“Searchers, rev up your engines”
Staff Writer, William Freebairn
Staff Photos by David Monlar
HADLEY – The way Rob M. Laporte sees it, what use is having a Web site if no one can find it?
His 5-year-old search engine optimization company, DISC, specializes in tweaking Web sites so they turn up more frequently in commonly used Internet search engines.
Optimizing sites for more frequent and better search-engine results translates into a growing audience and better sales, Laporte said. “If you’re in these search engines, you’ll make money.”
Instead of focusing on snazzy layouts or elaborate animation, DISC applies a rigorous analysis of a company’s business and the terms used by customers looking for their type of products.
The priority in its redesigns is usually to make a Web site emerge more frequently in the search-engine queries of potential customers.
To do this, DISC analyzes the most frequent terms and words associated with the product and seeks to include them frequently in key areas of the Web site, both areas that are visible to users and those that are embedded in code. Automated programs that index the Web for major search engines give more weight to words used in some parts of a site than in other parts.
For example, the highest weighting in a search goes to the title that appears at the top of the browser’s window. Without making it nonsensical, Laporte seeks to include key words in the title.
Another key is the description submitted by a business to some human-edited search-engine companies to describe a site, Laporte said.
“The 20 most important words of Web marketing are the 20 words you submit to describe your business to Yahoo!”
Increasingly, the automated and human reviewers at search engines do not even look at much of a site, Laporte said. Complicated layouts can make it even less likely that the search engines will index a full page, Laporte said.
“You want to make it easier for the search engines to find you. “
Laporte is fairly blunt about the value he offers people for their Web sites. “My sites make money,” he said flatly.
Within three years, he said, any money you spend on a Web site or site redesign should come back in increased sales. “Otherwise, why are you doing it?”
While optimization is accepted in the business, search engines frown on deliberate misdirection in sites.
Some Web-site designers used to embed secret text in a site to lure search engines. The text would appear in the same color as the site’s background, meaning users could not see it, but automatic programs analyzing the computer code would read and index the words.
“That will get you kicked out of a search engine today,” Laporte said.
Other tricks include an entire page of text, containing terms intended to draw search-engines, that disappears in the blink of an eye. The user doesn’t even see the page, which is replaced almost instantly by the true Web site, but automated systems will read only the initial page.

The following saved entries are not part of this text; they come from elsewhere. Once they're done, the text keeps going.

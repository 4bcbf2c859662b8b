use thiserror::Error;

#[derive(Debug, Error)]
pub enum AnnuityError {
    #[error("Invalid parameter: {field} — {reason}")]
    InvalidParameter { field: String, reason: String },

    #[error("Numeric overflow in {context}")]
    NumericOverflow { context: String },

    #[error("Division by zero in {context}")]
    DivisionByZero { context: String },

    #[error("Serialization error: {0}")]
    Serialization(String),
}

impl AnnuityError {
    pub(crate) fn invalid(field: &str, reason: impl Into<String>) -> Self {
        AnnuityError::InvalidParameter {
            field: field.into(),
            reason: reason.into(),
        }
    }

    pub(crate) fn overflow(context: impl Into<String>) -> Self {
        AnnuityError::NumericOverflow {
            context: context.into(),
        }
    }
}

impl From<serde_json::Error> for AnnuityError {
    fn from(e: serde_json::Error) -> Self {
        AnnuityError::Serialization(e.to_string())
    }
}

Laporte started the company in 1995 as the Document Imaging and Scanning Co. While he was a graduate student in English at the University of Massachusetts at Amherst, Laporte scanned documents into computers for use by lawyers and businesses.
He became interested in the Internet at about that time and helped build the English department’s first Web page.
Financed initially by running up his credit card debt, Laporte said the search engine optimization company now has 10 full- and part-time employees and revenues of more than $200,000 this year. Laporte said he expects that figure to grow next year.
He has worked for Barnes & Noble, Hardigg Industries in Deerfield and other firms. DISC charges from $3500 for a site and up, although the average is around $12,000.
Web design is getting more complicated as it increasingly moves into more complex areas such as integration with elaborate business-wide software systems, contact management and customer service programs. “It’s getting very tough to simply design a Web site,” Laporte said.
Although much has been said about the value of television and billboard advertisements driving traffic to Web sites, the main way that people reach sites is by typing an inquiry into one of the many search engines that index the Web, Laporte said.” I used to think that the search engines would become less important than other methods, but I was surprised to find that doesn’t seem to have happened.”
Advertising and search-engine optimization are complementary, Laporte tells clients.
There are, of course, other issues in designing a Web site. It must download quickly or people will lose patience, Laporte said. A site should be attractive and intuitive to navigate, as well.
In a sense, optimizing a Web site for search engines is just about concise, accurate description.”
Good writers just naturally use words that will be pertinent to the user,” Laporte said.